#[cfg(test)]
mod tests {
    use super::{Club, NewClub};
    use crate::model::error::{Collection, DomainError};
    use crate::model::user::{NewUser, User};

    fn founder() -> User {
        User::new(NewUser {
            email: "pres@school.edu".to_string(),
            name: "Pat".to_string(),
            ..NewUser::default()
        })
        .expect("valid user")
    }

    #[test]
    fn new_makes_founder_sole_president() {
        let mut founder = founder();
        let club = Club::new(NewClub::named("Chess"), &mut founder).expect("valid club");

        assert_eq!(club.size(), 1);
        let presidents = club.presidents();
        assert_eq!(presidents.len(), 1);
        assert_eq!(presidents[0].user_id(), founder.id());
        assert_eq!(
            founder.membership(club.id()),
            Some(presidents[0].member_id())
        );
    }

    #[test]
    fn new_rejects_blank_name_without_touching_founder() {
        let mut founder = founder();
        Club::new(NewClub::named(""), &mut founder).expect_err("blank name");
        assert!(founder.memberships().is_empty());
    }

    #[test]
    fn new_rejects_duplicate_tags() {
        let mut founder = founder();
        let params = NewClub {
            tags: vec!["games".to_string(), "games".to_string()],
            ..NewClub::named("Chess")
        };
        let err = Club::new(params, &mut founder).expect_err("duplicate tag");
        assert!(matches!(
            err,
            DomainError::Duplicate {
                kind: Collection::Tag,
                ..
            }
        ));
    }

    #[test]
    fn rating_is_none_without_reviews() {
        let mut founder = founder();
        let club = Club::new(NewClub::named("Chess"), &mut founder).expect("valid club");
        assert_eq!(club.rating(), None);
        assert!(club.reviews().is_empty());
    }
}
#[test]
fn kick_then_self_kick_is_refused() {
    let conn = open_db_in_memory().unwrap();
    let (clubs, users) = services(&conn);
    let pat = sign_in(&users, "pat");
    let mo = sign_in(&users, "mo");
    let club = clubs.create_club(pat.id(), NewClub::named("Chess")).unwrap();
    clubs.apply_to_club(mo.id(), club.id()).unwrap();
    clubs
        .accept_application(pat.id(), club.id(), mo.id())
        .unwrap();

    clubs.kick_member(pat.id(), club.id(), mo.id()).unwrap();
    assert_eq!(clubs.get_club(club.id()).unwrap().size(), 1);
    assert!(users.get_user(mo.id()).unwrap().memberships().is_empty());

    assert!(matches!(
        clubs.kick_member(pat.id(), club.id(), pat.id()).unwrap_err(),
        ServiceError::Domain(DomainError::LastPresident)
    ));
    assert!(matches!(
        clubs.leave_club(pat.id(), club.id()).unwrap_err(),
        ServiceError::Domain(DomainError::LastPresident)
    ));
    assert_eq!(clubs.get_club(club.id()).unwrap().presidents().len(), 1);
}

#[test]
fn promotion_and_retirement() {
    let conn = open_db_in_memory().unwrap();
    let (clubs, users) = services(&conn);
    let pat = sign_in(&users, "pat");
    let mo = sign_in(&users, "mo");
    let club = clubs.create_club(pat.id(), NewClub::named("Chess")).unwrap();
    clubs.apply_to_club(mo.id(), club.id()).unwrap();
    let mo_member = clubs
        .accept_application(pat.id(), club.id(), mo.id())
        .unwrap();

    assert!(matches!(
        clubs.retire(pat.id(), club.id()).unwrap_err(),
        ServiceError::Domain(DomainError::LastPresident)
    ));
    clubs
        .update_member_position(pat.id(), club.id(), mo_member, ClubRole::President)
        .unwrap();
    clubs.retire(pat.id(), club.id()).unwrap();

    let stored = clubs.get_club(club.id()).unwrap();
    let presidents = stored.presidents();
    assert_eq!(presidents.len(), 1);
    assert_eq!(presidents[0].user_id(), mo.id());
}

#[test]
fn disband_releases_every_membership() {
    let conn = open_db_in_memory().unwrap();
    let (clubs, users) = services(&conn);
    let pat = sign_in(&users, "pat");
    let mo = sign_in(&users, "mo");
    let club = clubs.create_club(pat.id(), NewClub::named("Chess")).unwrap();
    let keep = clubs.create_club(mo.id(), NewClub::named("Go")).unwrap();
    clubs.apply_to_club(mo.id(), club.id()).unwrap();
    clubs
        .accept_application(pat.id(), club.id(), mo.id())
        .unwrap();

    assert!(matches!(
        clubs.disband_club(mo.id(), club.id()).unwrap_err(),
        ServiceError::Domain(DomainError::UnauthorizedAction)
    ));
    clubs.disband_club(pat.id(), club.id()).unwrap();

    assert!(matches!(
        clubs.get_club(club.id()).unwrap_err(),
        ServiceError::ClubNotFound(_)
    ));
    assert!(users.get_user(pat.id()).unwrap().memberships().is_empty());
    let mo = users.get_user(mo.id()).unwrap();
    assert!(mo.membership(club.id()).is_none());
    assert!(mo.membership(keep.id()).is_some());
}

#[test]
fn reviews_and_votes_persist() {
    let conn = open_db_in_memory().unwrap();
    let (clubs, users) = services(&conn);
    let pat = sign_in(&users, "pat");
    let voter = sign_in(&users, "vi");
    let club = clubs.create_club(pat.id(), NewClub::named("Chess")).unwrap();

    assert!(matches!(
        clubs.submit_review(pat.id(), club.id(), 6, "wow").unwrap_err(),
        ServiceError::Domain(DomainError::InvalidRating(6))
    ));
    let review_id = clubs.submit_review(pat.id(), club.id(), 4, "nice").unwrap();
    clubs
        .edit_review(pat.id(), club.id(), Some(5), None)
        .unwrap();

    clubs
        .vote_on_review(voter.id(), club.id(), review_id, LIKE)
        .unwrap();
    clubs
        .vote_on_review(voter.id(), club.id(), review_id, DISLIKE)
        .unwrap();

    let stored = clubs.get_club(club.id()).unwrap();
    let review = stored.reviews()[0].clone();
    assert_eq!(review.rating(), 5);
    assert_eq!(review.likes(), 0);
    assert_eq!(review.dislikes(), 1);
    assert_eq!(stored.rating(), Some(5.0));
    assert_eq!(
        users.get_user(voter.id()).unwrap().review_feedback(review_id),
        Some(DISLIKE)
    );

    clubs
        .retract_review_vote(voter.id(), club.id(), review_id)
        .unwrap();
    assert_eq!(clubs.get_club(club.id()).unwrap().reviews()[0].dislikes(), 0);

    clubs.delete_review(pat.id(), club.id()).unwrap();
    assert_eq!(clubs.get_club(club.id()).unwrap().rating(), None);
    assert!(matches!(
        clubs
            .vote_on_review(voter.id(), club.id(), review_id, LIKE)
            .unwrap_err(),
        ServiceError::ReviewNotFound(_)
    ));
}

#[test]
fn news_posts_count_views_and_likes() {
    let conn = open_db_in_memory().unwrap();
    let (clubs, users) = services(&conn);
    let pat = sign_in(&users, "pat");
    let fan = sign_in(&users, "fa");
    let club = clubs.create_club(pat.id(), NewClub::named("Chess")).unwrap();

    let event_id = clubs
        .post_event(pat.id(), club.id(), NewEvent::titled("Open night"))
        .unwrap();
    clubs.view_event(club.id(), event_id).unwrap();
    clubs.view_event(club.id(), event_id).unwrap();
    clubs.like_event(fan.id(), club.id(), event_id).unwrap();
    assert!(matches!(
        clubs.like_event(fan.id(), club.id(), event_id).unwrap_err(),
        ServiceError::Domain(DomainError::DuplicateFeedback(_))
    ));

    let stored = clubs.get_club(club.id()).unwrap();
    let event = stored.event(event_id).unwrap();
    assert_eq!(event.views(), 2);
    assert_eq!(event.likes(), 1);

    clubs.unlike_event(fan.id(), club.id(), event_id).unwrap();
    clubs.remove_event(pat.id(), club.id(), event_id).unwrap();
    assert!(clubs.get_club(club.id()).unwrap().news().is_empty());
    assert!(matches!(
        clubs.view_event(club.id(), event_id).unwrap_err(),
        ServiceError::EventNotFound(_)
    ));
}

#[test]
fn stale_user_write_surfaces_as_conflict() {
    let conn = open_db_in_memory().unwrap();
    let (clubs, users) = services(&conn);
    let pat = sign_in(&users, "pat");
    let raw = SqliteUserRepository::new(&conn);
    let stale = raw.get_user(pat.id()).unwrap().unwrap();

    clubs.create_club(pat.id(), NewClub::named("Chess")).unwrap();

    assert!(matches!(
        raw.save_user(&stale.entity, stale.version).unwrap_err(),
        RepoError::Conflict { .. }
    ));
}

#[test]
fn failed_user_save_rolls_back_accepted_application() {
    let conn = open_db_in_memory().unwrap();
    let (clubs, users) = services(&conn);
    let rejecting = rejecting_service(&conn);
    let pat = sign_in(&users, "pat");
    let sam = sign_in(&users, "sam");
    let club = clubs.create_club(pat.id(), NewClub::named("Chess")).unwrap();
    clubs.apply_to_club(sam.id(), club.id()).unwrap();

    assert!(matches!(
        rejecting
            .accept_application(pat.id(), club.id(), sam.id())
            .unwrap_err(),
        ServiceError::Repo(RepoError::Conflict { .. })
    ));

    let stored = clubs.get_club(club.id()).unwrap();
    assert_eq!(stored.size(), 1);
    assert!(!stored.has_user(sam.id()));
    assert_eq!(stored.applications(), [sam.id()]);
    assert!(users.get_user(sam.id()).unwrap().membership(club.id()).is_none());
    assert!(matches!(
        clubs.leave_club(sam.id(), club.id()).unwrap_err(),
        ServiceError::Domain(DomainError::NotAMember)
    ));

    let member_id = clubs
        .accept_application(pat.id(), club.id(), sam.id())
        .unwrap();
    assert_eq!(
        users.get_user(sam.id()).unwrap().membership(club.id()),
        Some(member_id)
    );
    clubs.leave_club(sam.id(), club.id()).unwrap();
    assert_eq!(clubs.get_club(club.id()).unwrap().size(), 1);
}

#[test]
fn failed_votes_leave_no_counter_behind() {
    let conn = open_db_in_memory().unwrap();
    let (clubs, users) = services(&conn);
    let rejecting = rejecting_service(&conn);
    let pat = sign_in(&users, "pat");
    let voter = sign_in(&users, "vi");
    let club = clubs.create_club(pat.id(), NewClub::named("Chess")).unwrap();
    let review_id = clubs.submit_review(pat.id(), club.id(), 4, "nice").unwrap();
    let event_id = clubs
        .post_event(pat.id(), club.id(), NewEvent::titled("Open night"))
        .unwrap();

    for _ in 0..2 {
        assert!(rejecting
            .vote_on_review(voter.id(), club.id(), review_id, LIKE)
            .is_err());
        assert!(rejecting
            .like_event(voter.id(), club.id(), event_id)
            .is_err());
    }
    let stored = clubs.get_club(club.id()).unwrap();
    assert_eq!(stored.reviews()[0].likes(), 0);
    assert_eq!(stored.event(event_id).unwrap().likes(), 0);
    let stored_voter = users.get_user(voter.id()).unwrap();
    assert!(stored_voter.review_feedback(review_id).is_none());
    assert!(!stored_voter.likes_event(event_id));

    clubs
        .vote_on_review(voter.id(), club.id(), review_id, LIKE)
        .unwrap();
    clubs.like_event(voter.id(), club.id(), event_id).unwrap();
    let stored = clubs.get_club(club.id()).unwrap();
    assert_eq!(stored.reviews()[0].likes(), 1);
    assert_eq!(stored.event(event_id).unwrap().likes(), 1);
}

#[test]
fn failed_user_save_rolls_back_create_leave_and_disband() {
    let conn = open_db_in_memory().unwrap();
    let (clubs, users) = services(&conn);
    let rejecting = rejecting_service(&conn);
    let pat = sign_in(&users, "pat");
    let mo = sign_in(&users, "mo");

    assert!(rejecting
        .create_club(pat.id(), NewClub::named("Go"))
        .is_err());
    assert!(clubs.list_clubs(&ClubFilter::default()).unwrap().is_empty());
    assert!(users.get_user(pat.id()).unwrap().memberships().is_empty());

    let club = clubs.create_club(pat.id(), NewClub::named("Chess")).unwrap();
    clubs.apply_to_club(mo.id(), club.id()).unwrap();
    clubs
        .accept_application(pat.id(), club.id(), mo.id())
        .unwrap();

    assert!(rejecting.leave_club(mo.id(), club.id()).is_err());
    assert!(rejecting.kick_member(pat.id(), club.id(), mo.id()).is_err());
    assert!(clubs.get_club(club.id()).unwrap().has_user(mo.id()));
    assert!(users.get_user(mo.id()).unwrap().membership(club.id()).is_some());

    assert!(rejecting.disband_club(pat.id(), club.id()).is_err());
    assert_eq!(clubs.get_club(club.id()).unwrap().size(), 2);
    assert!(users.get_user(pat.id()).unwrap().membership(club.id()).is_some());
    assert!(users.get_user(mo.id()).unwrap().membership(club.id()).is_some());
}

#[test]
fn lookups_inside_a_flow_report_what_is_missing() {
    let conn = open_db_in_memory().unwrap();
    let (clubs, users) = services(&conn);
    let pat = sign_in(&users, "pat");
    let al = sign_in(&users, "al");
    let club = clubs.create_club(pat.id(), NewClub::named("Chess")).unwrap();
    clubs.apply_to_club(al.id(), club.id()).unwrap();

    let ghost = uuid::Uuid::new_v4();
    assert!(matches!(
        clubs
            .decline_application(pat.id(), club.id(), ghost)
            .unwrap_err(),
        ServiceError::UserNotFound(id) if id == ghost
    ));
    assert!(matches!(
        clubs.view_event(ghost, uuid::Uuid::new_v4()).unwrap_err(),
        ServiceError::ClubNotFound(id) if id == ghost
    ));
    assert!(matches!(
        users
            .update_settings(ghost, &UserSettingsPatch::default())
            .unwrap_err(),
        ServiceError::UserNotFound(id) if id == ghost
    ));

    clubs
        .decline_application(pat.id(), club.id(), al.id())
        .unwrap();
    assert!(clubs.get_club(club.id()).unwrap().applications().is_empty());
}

*WORK REQUEST:* Lines that include the word "model" — how many are there in the data? Answer with the number alone.

*PROBLEM SOLUTION:* 2